New Source Permitting and the Conversion of a Kraft Recovery Boiler Furnace to a Multi-Fuel Power Boiler, 1998 Environmental Conference Proceedings
Jack W. O’Grady - Bowater Newsprint - Calhoun Operations
Steven R. Moore - Rust Environment & Infrastructure, Inc.
This paper provides an overview of the process of permitting the conversion of a kraft recovery furnace into a multi-fuel power boiler under the New Source Review (NSR)/Prevention of Significant Deterioration (PSD) program. This paper will focus on the first step of a NSR/PSD permit application for the multi-fuel boiler, which is determination of the net emissions change resulting from the boiler modification.
There are several steps necessary to properly determine the net emissions change. These steps include determination of existing actual emissions, estimation of potential future emissions, defining the contemporaneous emissions period, and identifying which emissions changes are creditable under the PSD program. This paper will describe how each step of the PSD netting determination was completed.
The modification involves several sources at the mill. The mill has an existing kraft recovery furnace which will be modified to become a multi-fuel power boiler. The multi-fuel power boiler will be a bubbling bed design capable of burning bark, woodwaste, primary clarifier dewatered woodwaste (sludge), and tires.
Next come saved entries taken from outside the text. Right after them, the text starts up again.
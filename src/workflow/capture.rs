//! Audio capture stage
//!
//! `Idle -> Recording -> Paused <-> Recording -> Stopped`, and back to `Idle`
//! on re-record. Every transition goes through [`AudioCaptureStage::dispatch`].
//! The microphone is borrowed from the shared [`DeviceArbiter`] for the span
//! of one recording.

use anyhow::{Context, Result};
use serde::{Deserialize, Serialize};
use std::path::PathBuf;
use std::sync::Arc;
use tracing::{debug, info, warn};

use crate::audio::{encode_wav, DeviceArbiter, DeviceError, DeviceLease, DeviceMedia};
use crate::config::Settings;
use crate::workflow::WorkflowError;

#[derive(Debug, Clone, Copy, PartialEq, Eq, Serialize, Deserialize)]
#[serde(rename_all = "lowercase")]
pub enum CaptureState {
    Idle,
    Recording,
    Paused,
    Stopped,
}

impl CaptureState {
    pub fn as_str(&self) -> &'static str {
        match self {
            Self::Idle => "idle",
            Self::Recording => "recording",
            Self::Paused => "paused",
            Self::Stopped => "stopped",
        }
    }
}

#[derive(Debug, Clone, Copy, PartialEq, Eq, Serialize, Deserialize)]
#[serde(rename_all = "snake_case")]
pub enum CaptureEvent {
    Start,
    Pause,
    Resume,
    Stop,
    ReRecord,
    /// One second of wall-clock time has passed
    Tick,
}

/// Audio of a stopped recording
#[derive(Debug, Clone)]
pub struct FinalizedAudio {
    /// WAV encoded buffer
    pub wav: Arc<Vec<u8>>,
    /// Playable reference to the clip
    pub result_url: String,
    pub sample_rate: u32,
    pub channels: u16,
    pub duration_secs: f64,
}

/// One bounded recording
#[derive(Debug, Clone)]
pub struct RecordingSession {
    id: String,
    state: CaptureState,
    elapsed_secs: u64,
    audio: Option<FinalizedAudio>,
}

impl RecordingSession {
    fn new() -> Self {
        Self {
            id: uuid::Uuid::new_v4().to_string(),
            state: CaptureState::Recording,
            elapsed_secs: 0,
            audio: None,
        }
    }

    pub fn id(&self) -> &str {
        &self.id
    }

    pub fn state(&self) -> CaptureState {
        self.state
    }

    pub fn elapsed_secs(&self) -> u64 {
        self.elapsed_secs
    }

    /// Finalized audio; present only once stopped
    pub fn audio(&self) -> Option<&FinalizedAudio> {
        self.audio.as_ref()
    }

    pub fn result_url(&self) -> Option<&str> {
        self.audio.as_ref().map(|a| a.result_url.as_str())
    }
}

/// Where finalized clips are kept so `result_url` can be played back
#[derive(Debug, Clone, Default, PartialEq, Eq)]
pub enum ClipStore {
    /// Audio stays in memory only
    #[default]
    Memory,
    /// Clips are written as `<id>.wav` into a directory
    Directory(PathBuf),
}

impl ClipStore {
    fn store(&self, id: &str, wav: &[u8]) -> Result<String> {
        match self {
            Self::Memory => Ok(format!("memory://recordings/{}.wav", id)),
            Self::Directory(dir) => {
                std::fs::create_dir_all(dir).with_context(|| {
                    format!("Failed to create recordings directory: {}", dir.display())
                })?;
                let path = dir.join(format!("{}.wav", id));
                std::fs::write(&path, wav)
                    .with_context(|| format!("Failed to write recording: {}", path.display()))?;
                Ok(format!("file://{}", path.display()))
            }
        }
    }

    fn discard(&self, url: &str) {
        if let Self::Directory(_) = self {
            if let Some(path) = url.strip_prefix("file://") {
                if let Err(e) = std::fs::remove_file(path) {
                    warn!("Failed to remove recording {}: {}", path, e);
                }
            }
        }
    }
}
Two existing wood refuse boilers will also be permanently retired, since the multi-fuel boiler will be large enough to replace the entire capacity of both bark boilers.
The multi-fuel boiler will be capable of burning all the bark and sludge currently burned in the bark boilers, and all the additional sludge currently sent to the mill landfill. The multi-fuel boiler will also burn tires, reducing the amount sent to landfills across the Southeastern United States.